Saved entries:
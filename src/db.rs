use anyhow::Result;
use sqlx::sqlite::{SqliteConnectOptions, SqlitePool, SqlitePoolOptions};
use std::path::Path;
use std::str::FromStr;

use crate::config::Config;

pub async fn connect(config: &Config) -> Result<SqlitePool> {
    connect_path(&config.db.path).await
}

/// Open (creating if missing) the SQLite database at `db_path` in WAL mode.
pub async fn connect_path(db_path: &Path) -> Result<SqlitePool> {
    // Ensure parent directory exists
    if let Some(parent) = db_path.parent() {
        std::fs::create_dir_all(parent)?;
    }

    let options = SqliteConnectOptions::from_str(&format!("sqlite:{}", db_path.display()))?
        .create_if_missing(true)
        .journal_mode(sqlx::sqlite::SqliteJournalMode::Wal);

    let pool = SqlitePoolOptions::new()
        .max_connections(5)
        .connect_with(options)
        .await?;

    Ok(pool)
}
#[tokio::test]
async fn test_disable_excludes_folder_but_keeps_chunks() {
    let tmp = TempDir::new().unwrap();
    let root = tmp.path().canonicalize().unwrap();
    let config = test_config(&root);
    let pool = setup_pool(&config).await;

    let climbing = root.join("climbing");
    let skiing = root.join("skiing");
    fs::create_dir_all(&climbing).unwrap();
    fs::create_dir_all(&skiing).unwrap();
    fs::write(
        climbing.join("rope.md"),
        "Alpine climbing uses rope and knots for safety.",
    )
    .unwrap();
    fs::write(
        skiing.join("snow.md"),
        "Alpine skiing needs snow and sharp edges.",
    )
    .unwrap();
    let climbing_str = climbing.to_str().unwrap().to_string();

    let indexer = Indexer::new(pool.clone(), &config).unwrap();
    indexer.index_folder(&climbing, false).await.unwrap();
    indexer.index_folder(&skiing, false).await.unwrap();

    let opts = SearchOptions {
        limit: 10,
        sparse_weight: 0.4,
        ..Default::default()
    };
    let results = search_chunks(&pool, &config, "alpine rope safety", &opts)
        .await
        .unwrap();
    assert!(results
        .iter()
        .any(|c| c.metadata.index_folder == climbing_str));

    assert!(indexer.disable_folder(&climbing_str).await.unwrap());
    let results = search_chunks(&pool, &config, "alpine rope safety", &opts)
        .await
        .unwrap();
    assert!(
        results.iter().all(|c| c.metadata.index_folder != climbing_str),
        "disabled folder leaked into results"
    );
    assert!(!results.is_empty(), "other folders still searchable");

    // Data survives the disable untouched
    let rope = climbing.join("rope.md");
    let store = VectorStore::new(pool.clone());
    assert!(store.count_by_file(rope.to_str().unwrap()).await.unwrap() > 0);

    assert!(indexer.enable_folder(&climbing_str).await.unwrap());
    let results = search_chunks(&pool, &config, "alpine rope safety", &opts)
        .await
        .unwrap();
    assert!(results
        .iter()
        .any(|c| c.metadata.index_folder == climbing_str));
}

#[tokio::test]
async fn test_invalidation_targets_deepest_registered_folder() {
    let tmp = TempDir::new().unwrap();
    let root = tmp.path().canonicalize().unwrap();
    let config = test_config(&root);
    let pool = setup_pool(&config).await;

    let parent = root.join("notes");
    let child = parent.join("work");
    fs::create_dir_all(&child).unwrap();
    fs::write(parent.join("top.md"), "Top-level note.").unwrap();
    fs::write(child.join("deep.md"), "Nested note.").unwrap();
    let parent_str = parent.to_str().unwrap().to_string();
    let child_str = child.to_str().unwrap().to_string();

    let indexer = Indexer::new(pool.clone(), &config).unwrap();
    indexer.index_folder(&parent, false).await.unwrap();
    indexer.index_folder(&child, false).await.unwrap();

    let deep_file = child.join("deep.md");
    let marked = indexer
        .invalidate_containing_folder(deep_file.to_str().unwrap())
        .await
        .unwrap();
    assert_eq!(marked.as_deref(), Some(child_str.as_str()));

    let child_status = indexer.folder_status(&child_str).await.unwrap().unwrap();
    assert_eq!(child_status.state, IndexState::Pending);
    let parent_status = indexer.folder_status(&parent_str).await.unwrap().unwrap();
    assert_eq!(parent_status.state, IndexState::Indexed);

    // With the child disabled, the parent is the deepest eligible match
    indexer.index_folder(&child, false).await.unwrap();
    assert!(indexer.disable_folder(&child_str).await.unwrap());
    let marked = indexer
        .invalidate_containing_folder(deep_file.to_str().unwrap())
        .await
        .unwrap();
    assert_eq!(marked.as_deref(), Some(parent_str.as_str()));

    let child_status = indexer.folder_status(&child_str).await.unwrap().unwrap();
    assert_eq!(child_status.state, IndexState::Disabled);
    let parent_status = indexer.folder_status(&parent_str).await.unwrap().unwrap();
    assert_eq!(parent_status.state, IndexState::Pending);
}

_YOUR TASK_.
What you should output is every line of the records above, from the first through the line containing "if let Some(parent)", unchanged.

_SOLVED PROBLEM_.
filename src/db.rs
use anyhow::Result;
use sqlx::sqlite::{SqliteConnectOptions, SqlitePool, SqlitePoolOptions};
use std::path::Path;
use std::str::FromStr;

use crate::config::Config;

pub async fn connect(config: &Config) -> Result<SqlitePool> {
    connect_path(&config.db.path).await
}

/// Open (creating if missing) the SQLite database at `db_path` in WAL mode.
pub async fn connect_path(db_path: &Path) -> Result<SqlitePool> {
    // Ensure parent directory exists
    if let Some(parent) = db_path.parent() {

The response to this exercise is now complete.